• **Exercise brief**: In the entries below, every line that contains "logout" must be located and copied.

(Collected data entries)
== Segment start ==

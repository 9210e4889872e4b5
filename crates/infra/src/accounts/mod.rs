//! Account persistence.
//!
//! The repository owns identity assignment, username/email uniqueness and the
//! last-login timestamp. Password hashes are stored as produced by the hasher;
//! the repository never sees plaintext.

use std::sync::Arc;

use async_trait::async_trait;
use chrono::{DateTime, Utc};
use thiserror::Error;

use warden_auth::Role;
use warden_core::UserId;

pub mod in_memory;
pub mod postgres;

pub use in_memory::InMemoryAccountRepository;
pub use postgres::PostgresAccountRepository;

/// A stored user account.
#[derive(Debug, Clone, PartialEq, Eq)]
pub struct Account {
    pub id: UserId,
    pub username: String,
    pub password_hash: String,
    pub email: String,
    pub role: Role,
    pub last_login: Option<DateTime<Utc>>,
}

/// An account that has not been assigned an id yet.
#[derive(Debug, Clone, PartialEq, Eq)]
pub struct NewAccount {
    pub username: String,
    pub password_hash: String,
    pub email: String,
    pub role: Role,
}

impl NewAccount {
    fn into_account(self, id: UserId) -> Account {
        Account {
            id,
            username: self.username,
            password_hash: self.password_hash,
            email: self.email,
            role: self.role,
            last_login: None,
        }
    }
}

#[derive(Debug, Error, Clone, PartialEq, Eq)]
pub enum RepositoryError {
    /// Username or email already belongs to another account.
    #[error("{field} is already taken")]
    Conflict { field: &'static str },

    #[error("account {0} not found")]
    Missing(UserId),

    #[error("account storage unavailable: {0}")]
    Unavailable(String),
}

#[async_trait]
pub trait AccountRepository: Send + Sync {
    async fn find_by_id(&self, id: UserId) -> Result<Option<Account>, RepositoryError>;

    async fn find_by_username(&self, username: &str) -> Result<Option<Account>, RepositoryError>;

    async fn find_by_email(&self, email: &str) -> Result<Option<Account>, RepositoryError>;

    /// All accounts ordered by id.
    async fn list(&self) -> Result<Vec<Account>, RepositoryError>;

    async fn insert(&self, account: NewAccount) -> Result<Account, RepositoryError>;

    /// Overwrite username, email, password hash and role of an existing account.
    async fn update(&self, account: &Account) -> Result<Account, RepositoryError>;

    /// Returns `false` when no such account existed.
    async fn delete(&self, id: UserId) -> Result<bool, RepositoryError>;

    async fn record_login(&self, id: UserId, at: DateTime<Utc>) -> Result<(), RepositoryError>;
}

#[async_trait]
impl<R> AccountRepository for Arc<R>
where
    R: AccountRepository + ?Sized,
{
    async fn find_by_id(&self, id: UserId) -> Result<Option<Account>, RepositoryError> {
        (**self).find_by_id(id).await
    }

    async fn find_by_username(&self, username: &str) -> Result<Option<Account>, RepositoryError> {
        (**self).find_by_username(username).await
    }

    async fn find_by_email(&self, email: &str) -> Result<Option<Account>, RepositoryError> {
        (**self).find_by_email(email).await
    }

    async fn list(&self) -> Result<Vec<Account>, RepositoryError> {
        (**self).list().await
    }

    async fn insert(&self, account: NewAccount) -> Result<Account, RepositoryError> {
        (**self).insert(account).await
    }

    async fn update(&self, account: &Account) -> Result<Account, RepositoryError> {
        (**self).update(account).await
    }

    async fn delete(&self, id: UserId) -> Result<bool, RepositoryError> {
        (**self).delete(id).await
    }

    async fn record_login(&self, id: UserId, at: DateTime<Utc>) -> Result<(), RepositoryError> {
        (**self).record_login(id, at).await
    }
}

== Segment end ==
== Segment start ==

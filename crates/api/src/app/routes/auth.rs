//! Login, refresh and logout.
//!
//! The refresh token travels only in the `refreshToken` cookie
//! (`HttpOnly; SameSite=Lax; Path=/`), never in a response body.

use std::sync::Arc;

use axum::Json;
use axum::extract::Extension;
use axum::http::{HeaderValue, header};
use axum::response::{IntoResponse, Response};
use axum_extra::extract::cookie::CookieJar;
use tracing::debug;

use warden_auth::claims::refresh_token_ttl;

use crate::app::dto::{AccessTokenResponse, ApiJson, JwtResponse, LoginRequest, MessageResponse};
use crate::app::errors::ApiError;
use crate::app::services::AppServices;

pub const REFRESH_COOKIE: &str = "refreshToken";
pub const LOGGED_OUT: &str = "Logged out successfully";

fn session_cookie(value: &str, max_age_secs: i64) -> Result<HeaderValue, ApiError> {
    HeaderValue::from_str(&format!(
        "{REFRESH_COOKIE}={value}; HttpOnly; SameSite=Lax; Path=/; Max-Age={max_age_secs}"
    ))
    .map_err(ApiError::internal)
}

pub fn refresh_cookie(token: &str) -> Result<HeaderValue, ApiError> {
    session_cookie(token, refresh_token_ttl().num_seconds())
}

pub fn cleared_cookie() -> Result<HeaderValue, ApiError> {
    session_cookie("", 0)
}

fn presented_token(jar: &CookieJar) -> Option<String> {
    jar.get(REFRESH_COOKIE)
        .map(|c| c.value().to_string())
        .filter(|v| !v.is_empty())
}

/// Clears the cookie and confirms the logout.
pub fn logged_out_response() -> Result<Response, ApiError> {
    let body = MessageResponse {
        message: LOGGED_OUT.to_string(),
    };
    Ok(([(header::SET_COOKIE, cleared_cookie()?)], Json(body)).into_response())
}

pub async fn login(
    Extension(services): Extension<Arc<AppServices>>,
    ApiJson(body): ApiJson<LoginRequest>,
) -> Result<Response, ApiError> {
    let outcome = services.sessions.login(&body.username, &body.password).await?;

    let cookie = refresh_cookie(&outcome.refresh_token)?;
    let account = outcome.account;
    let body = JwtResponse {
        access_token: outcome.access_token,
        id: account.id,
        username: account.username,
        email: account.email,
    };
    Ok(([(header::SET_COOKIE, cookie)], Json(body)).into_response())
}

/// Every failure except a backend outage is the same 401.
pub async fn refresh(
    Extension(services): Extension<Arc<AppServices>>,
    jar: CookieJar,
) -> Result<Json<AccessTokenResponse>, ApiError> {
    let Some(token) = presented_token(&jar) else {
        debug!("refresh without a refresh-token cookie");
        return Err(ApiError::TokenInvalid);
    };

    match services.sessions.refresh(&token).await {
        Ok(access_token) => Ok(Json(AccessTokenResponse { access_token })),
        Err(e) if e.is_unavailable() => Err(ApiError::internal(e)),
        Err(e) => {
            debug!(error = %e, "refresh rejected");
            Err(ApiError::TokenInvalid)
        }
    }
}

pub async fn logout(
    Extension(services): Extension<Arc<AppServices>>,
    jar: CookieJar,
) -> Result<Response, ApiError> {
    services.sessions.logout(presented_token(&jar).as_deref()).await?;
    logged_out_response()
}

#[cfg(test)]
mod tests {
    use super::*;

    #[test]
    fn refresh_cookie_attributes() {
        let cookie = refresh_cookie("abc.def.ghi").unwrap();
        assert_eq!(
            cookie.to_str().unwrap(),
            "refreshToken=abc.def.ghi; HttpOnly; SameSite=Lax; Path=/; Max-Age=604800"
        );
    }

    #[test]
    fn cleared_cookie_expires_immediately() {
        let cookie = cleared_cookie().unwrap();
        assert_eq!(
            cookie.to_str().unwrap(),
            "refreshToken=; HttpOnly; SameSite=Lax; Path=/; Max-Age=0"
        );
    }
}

== Segment end ==

• **Exercise answer**:
//! Login, refresh and logout.
/// Clears the cookie and confirms the logout.
pub async fn logout(
    services.sessions.logout(presented_token(&jar).as_deref()).await?;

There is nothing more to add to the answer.